• **DIRECTIONS FOR THIS TASK**: Each line below must be transcribed with no word changed.

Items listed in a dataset

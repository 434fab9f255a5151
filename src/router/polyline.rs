//! Straight-segment routing.

use crate::geometry::Point;
use crate::model::{Diagram, Edge};

use super::{
    dedup_consecutive_points, rebuild_routing_handles, ResolvedHandleMove, RoutedPoint,
    RoutedPointKind, Router,
};

pub const POLYLINE_KIND: &str = "polyline";

/// Routes edges as a chain of straight segments through their routing
/// points. Routing points that coincide with the previously emitted point
/// carry no geometry and are left out of the effective route, which makes
/// their junction handles prunable on deactivation.
pub struct PolylineRouter;

impl Router for PolylineRouter {
    fn kind(&self) -> &'static str {
        POLYLINE_KIND
    }

    fn route(&self, diagram: &Diagram, edge: &Edge) -> Vec<RoutedPoint> {
        let mut route = Vec::with_capacity(edge.routing_points.len() + 2);
        if let Some(source) = diagram.endpoint_position(&edge.source_id) {
            route.push(RoutedPoint {
                kind: RoutedPointKind::Source,
                point: source,
                point_index: None,
            });
        }
        for (i, point) in edge.routing_points.iter().enumerate() {
            let redundant = route
                .last()
                .map(|prev: &RoutedPoint| prev.point.almost_equals(*point))
                .unwrap_or(false);
            if redundant {
                continue;
            }
            route.push(RoutedPoint {
                kind: RoutedPointKind::Linear,
                point: *point,
                point_index: Some(i),
            });
        }
        if let Some(target) = diagram.endpoint_position(&edge.target_id) {
            // A trailing routing point sitting on the target is equally dead.
            if let Some(prev) = route.last() {
                if prev.kind == RoutedPointKind::Linear && prev.point.almost_equals(target) {
                    route.pop();
                }
            }
            route.push(RoutedPoint {
                kind: RoutedPointKind::Target,
                point: target,
                point_index: None,
            });
        }
        route
    }

    fn create_routing_handles(&self, edge: &mut Edge) {
        rebuild_routing_handles(edge);
    }

    fn cleanup_routing_points(&self, edge: &mut Edge, _endpoint_detached: bool) {
        dedup_consecutive_points(&mut edge.routing_points);
    }

    fn apply_handle_moves(&self, edge: &mut Edge, moves: &[ResolvedHandleMove]) {
        for mv in moves {
            if let Some(idx) = mv.point_index {
                if idx < edge.routing_points.len() {
                    edge.routing_points[idx] = mv.to_position;
                }
            }
        }
    }
}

• **EXPECTED ANSWER**:
repository 434fab9f255a5151
filename src/router/polyline.rs
//! Straight-segment routing.

use crate::geometry::Point;
use crate::model::{Diagram, Edge};

use super::{
    dedup_consecutive_points, rebuild_routing_handles, ResolvedHandleMove, RoutedPoint,
    RoutedPointKind, Router,
};

pub const POLYLINE_KIND: &str = "polyline";

/// Routes edges as a chain of straight segments through their routing
/// points. Routing points that coincide with the previously emitted point
/// carry no geometry and are left out of the effective route, which makes
/// their junction handles prunable on deactivation.
pub struct PolylineRouter;

impl Router for PolylineRouter {
    fn kind(&self) -> &'static str {
        POLYLINE_KIND
    }

    fn route(&self, diagram: &Diagram, edge: &Edge) -> Vec<RoutedPoint> {
        let mut route = Vec::with_capacity(edge.routing_points.len() + 2);
        if let Some(source) = diagram.endpoint_position(&edge.source_id) {
            route.push(RoutedPoint {
                kind: RoutedPointKind::Source,
                point: source,
                point_index: None,
            });
        }
        for (i, point) in edge.routing_points.iter().enumerate() {
            let redundant = route
                .last()
                .map(|prev: &RoutedPoint| prev.point.almost_equals(*point))
                .unwrap_or(false);
            if redundant {
                continue;
            }
            route.push(RoutedPoint {
                kind: RoutedPointKind::Linear,
                point: *point,
                point_index: Some(i),
            });
        }
        if let Some(target) = diagram.endpoint_position(&edge.target_id) {
            // A trailing routing point sitting on the target is equally dead.
            if let Some(prev) = route.last() {
                if prev.kind == RoutedPointKind::Linear && prev.point.almost_equals(target) {
                    route.pop();
                }
            }
            route.push(RoutedPoint {
                kind: RoutedPointKind::Target,
                point: target,
                point_index: None,
            });
        }
        route
    }

    fn create_routing_handles(&self, edge: &mut Edge) {
        rebuild_routing_handles(edge);
    }

    fn cleanup_routing_points(&self, edge: &mut Edge, _endpoint_detached: bool) {
        dedup_consecutive_points(&mut edge.routing_points);
    }

    fn apply_handle_moves(&self, edge: &mut Edge, moves: &[ResolvedHandleMove]) {
        for mv in moves {
            if let Some(idx) = mv.point_index {
                if idx < edge.routing_points.len() {
                    edge.routing_points[idx] = mv.to_position;
                }
            }
        }
    }
}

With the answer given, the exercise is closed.